Walker vs. Cruz on Immigration: The Debate We Need

By Mark Krikorian on April 30, 2015

There's been a lot of commentary about the politics of Scott Walker's observation that the well-being of American workers must be considered when making immigration policy. John Fonte's fine piece on National Review's home page today puts it in the context of a growing conservative populist movement.

One of the benefits of such a movement is that we may finally have the kind of immigration debate our country needs. Though they mean very different things, all politicians say they support border enforcement and oppose amnesty and illegal immigration. Through continual pressure by progressively better-informed voters, we've managed to expose the real differences among politicians on the illegal-immigration issue, especially on the core question of whether you support giving illegal liens legal status before or after the enforcement tools needed to prevent a recurrence are fully operational.

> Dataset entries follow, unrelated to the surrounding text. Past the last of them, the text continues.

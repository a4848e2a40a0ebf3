mod common;

use common::TestEnv;

#[test]
fn help_lists_commands() {
    let env = TestEnv::new();
    let result = env.run(&["--help"]);

    assert!(result.success, "stderr: {}", result.stderr);
    assert!(result.stdout.contains("deploy"));
    assert!(result.stdout.contains("doctor"));
    assert!(result.stdout.contains("config"));
}

#[test]
fn unknown_subcommand_fails() {
    let env = TestEnv::new();
    let result = env.run(&["frobnicate"]);

    assert!(!result.success);
}
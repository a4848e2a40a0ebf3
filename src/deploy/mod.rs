//! Two-step deployment: transfer the artifact, restart the remote service

mod events;
mod options;
mod plan;
mod result;
mod use_case;

pub use events::{DeployEvent, DeployEventSink, NoopEventSink};
pub use options::DeployOptions;
pub use plan::DeployPlan;
pub use result::{DeployReport, StepReport};
pub use use_case::DeployUseCase;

But most immigration is legal, and that's where there the issues have not been brought into clear focus.

Saying that you support legal immigration means nothing — I support legal immigration, too. But how much legal immigration? More than the 1 million we take now each year, or less? And how should we select immigrants? Under what terms should they be admitted?

For too long even some politicians who are hawkish on enforcement have used bold demands for more fencing and drones and whatnot as a smokescreen to hide their support for our corrupt, cronyist, nepotistic, and anti-worker legal-immigration system.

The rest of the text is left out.